Such footage is rare, due to the severe constraints faced by journalists in the besieged enclave and the constant danger to their lives. But these executions, which did not appear to have any security rationale, are consistent with the testimonies of six Israeli soldiers who spoke to +972 Magazine and Local Call following their release from active duty in Gaza in recent months. Corroborating the testimonies of Palestinian eyewitnesses and doctors throughout the war, the soldiers described being authorized to open fire on Palestinians virtually at will, including civilians.

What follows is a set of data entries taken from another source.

//! Tuning constants and lookup tables shared across the workspace.

pub mod animation;
pub mod camera;
pub mod label;
pub mod layout;
pub mod palette;
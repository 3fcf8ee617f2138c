use bevy::math::{Mat4, Quat, Vec2, Vec3};

#[derive(Debug, Clone, Copy, PartialEq)]
pub struct Ray {
    pub origin: Vec3,
    /// Unit length.
    pub direction: Vec3,
}

impl Ray {
    pub fn new(origin: Vec3, direction: Vec3) -> Option<Self> {
        let direction = direction.try_normalize()?;
        origin.is_finite().then_some(Self { origin, direction })
    }

    pub fn at(&self, t: f32) -> Vec3 {
        self.origin + self.direction * t
    }
}

/// Ray against a box of `size` centred on the transform's origin.
///
/// The ray is moved into the box's local frame; the direction is not
/// renormalised so the returned `t` stays in world units.
pub fn ray_hits_obb(ray: &Ray, transform: Mat4, size: Vec3) -> Option<f32> {
    let inv = transform.inverse();
    let o_local = inv.transform_point3(ray.origin);
    let d_local = inv.transform_vector3(ray.direction);
    let he = size * 0.5;
    ray_aabb_hit_t(o_local, d_local, -he, he)
}

// Slab-method ray-AABB intersection, returns Some(t) or None
pub fn ray_aabb_hit_t(ray_origin: Vec3, ray_direction: Vec3, min: Vec3, max: Vec3) -> Option<f32> {
    let mut tmin = f32::NEG_INFINITY;
    let mut tmax = f32::INFINITY;

    for axis in 0..3 {
        let o = ray_origin[axis];
        let d = ray_direction[axis];

        if d == 0.0 {
            // Parallel to this slab: inside it or never.
            if o < min[axis] || o > max[axis] {
                return None;
            }
            continue;
        }

        let inv = 1.0 / d;
        let (mut t0, mut t1) = ((min[axis] - o) * inv, (max[axis] - o) * inv);
        if t0 > t1 {
            std::mem::swap(&mut t0, &mut t1);
        }
        tmin = tmin.max(t0);
        tmax = tmax.min(t1);
        if tmin > tmax {
            return None;
        }
    }

    if tmax < 0.0 {
        return None;
    }
    Some(if tmin >= 0.0 { tmin } else { tmax })
}

pub fn ray_hits_sphere(ray: &Ray, center: Vec3, radius: f32) -> Option<f32> {
    let oc = ray.origin - center;
    let b = oc.dot(ray.direction);
    let c = oc.length_squared() - radius * radius;
    let disc = b * b - c;
    if disc < 0.0 {
        return None;
    }

    let sq = disc.sqrt();
    let near = -b - sq;
    let far = -b + sq;
    if far < 0.0 {
        return None;
    }
    Some(if near >= 0.0 { near } else { far })
}

/// Ray against a capped cylinder along the transform's local Y axis.
pub fn ray_hits_cylinder(ray: &Ray, transform: Mat4, radius: f32, height: f32) -> Option<f32> {
    let inv = transform.inverse();
    let o = inv.transform_point3(ray.origin);
    let d = inv.transform_vector3(ray.direction);
    let half = height * 0.5;

    let mut best: Option<f32> = None;
    let mut consider = |t: f32| {
        if t >= 0.0 && best.is_none_or(|b| t < b) {
            best = Some(t);
        }
    };

    // Side wall.
    let a = d.x * d.x + d.z * d.z;
    if a > f32::EPSILON {
        let b = o.x * d.x + o.z * d.z;
        let c = o.x * o.x + o.z * o.z - radius * radius;
        let disc = b * b - a * c;
        if disc >= 0.0 {
            let sq = disc.sqrt();
            for t in [(-b - sq) / a, (-b + sq) / a] {
                let y = o.y + d.y * t;
                if y.abs() <= half {
                    consider(t);
                }
            }
        }
    }

    // Caps.
    if d.y.abs() > f32::EPSILON {
        for cap in [-half, half] {
            let t = (cap - o.y) / d.y;
            let x = o.x + d.x * t;
            let z = o.z + d.z * t;
            if x * x + z * z <= radius * radius {
                consider(t);
            }
        }
    }

    best
}

/// Ray against a rectangle centred at `center` that turns to face `eye`.
pub fn ray_hits_billboard(ray: &Ray, center: Vec3, size: Vec2, eye: Vec3) -> Option<f32> {
    let normal = (eye - center).try_normalize()?;
    let denom = ray.direction.dot(normal);
    if denom.abs() < 1e-6 {
        return None;
    }

    let t = (center - ray.origin).dot(normal) / denom;
    if t < 0.0 {
        return None;
    }

    let right = Vec3::Y.cross(normal).try_normalize().unwrap_or(Vec3::X);
    let up = normal.cross(right);
    let local = ray.at(t) - center;
    let inside = local.dot(right).abs() <= size.x * 0.5 && local.dot(up).abs() <= size.y * 0.5;
    inside.then_some(t)
}

pub fn object_matrix(translation: Vec3, rotation: Quat, scale: f32) -> Mat4 {
    Mat4::from_scale_rotation_translation(Vec3::splat(scale), rotation, translation)
}

#[cfg(test)]
mod tests {
    use super::*;

    fn ray(origin: Vec3, dir: Vec3) -> Ray {
        Ray::new(origin, dir).unwrap()
    }

    #[test]
    fn aabb_front_and_inside() {
        let r = ray(Vec3::new(0.0, 0.0, 10.0), Vec3::NEG_Z);
        let t = ray_aabb_hit_t(r.origin, r.direction, Vec3::splat(-1.0), Vec3::ONE).unwrap();
        assert!((t - 9.0).abs() < 1e-5);

        let inside = ray_aabb_hit_t(Vec3::ZERO, Vec3::X, Vec3::splat(-1.0), Vec3::ONE).unwrap();
        assert!((inside - 1.0).abs() < 1e-5);
    }

    #[test]
    fn aabb_behind_misses() {
        let r = ray(Vec3::new(0.0, 0.0, 10.0), Vec3::Z);
        assert_eq!(ray_aabb_hit_t(r.origin, r.direction, Vec3::splat(-1.0), Vec3::ONE), None);
    }

    #[test]
    fn obb_respects_rotation_and_scale() {
        let r = ray(Vec3::new(0.0, 0.0, 10.0), Vec3::NEG_Z);
        let thin = Vec3::new(4.0, 0.2, 0.2);

        let flat = object_matrix(Vec3::ZERO, Quat::IDENTITY, 1.0);
        assert!(ray_hits_obb(&r, flat, thin).is_some());

        // Bar offset along X.
        let offset = object_matrix(Vec3::new(1.5, 0.0, 0.0), Quat::IDENTITY, 1.0);
        assert!(ray_hits_obb(&r, offset, Vec3::new(1.0, 0.2, 0.2)).is_none());

        let scaled = object_matrix(Vec3::ZERO, Quat::IDENTITY, 2.0);
        let t = ray_hits_obb(&r, scaled, Vec3::ONE).unwrap();
        assert!((t - 9.0).abs() < 1e-4);
    }

    #[test]
    fn sphere_distance() {
        let r = ray(Vec3::new(0.0, 0.0, 10.0), Vec3::NEG_Z);
        let t = ray_hits_sphere(&r, Vec3::ZERO, 2.0).unwrap();
        assert!((t - 8.0).abs() < 1e-5);
        assert!(ray_hits_sphere(&r, Vec3::new(5.0, 0.0, 0.0), 2.0).is_none());
    }

    #[test]
    fn cylinder_side_and_cap() {
        let m = object_matrix(Vec3::ZERO, Quat::IDENTITY, 1.0);

        let side = ray(Vec3::new(0.0, 0.0, 10.0), Vec3::NEG_Z);
        let t = ray_hits_cylinder(&side, m, 1.0, 2.0).unwrap();
        assert!((t - 9.0).abs() < 1e-5);

        let top = ray(Vec3::new(0.0, 10.0, 0.0), Vec3::NEG_Y);
        let t = ray_hits_cylinder(&top, m, 1.0, 2.0).unwrap();
        assert!((t - 9.0).abs() < 1e-5);

        let over = ray(Vec3::new(0.0, 1.5, 10.0), Vec3::NEG_Z);
        assert!(ray_hits_cylinder(&over, m, 1.0, 2.0).is_none());
    }

    #[test]
    fn billboard_faces_the_eye() {
        let eye = Vec3::new(0.0, 0.0, 10.0);
        let r = ray(eye, Vec3::NEG_Z);
        let t = ray_hits_billboard(&r, Vec3::ZERO, Vec2::new(3.0, 0.75), eye).unwrap();
        assert!((t - 10.0).abs() < 1e-5);

        let high = ray(Vec3::new(0.0, 1.0, 10.0), Vec3::NEG_Z);
        assert!(ray_hits_billboard(&high, Vec3::ZERO, Vec2::new(3.0, 0.75), eye).is_none());
    }
}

The six sources — all except one of whom spoke on the condition of anonymity — recounted how Israeli soldiers routinely executed Palestinian civilians simply because they entered an area that the military defined as a “no-go zone.” The testimonies paint a picture of a landscape littered with civilian corpses, which are left to rot or be eaten by stray animals; the army only hides them from view ahead of the arrival of international aid convoys, so that “images of people in advanced stages of decay don’t come out.” Two of the soldiers also testified to a systematic policy of setting Palestinian homes on fire after occupying them.
Several sources described how the ability to shoot without restrictions gave soldiers a way to blow off steam or relieve the dullness of their daily routine. “People want to experience the event [fully],” S., a reservist who served in northern Gaza, recalled. “I personally fired a few bullets for no reason, into the sea or at the sidewalk or an abandoned building. They report it as ‘normal fire,’ which is a codename for ‘I’m bored, so I shoot.'”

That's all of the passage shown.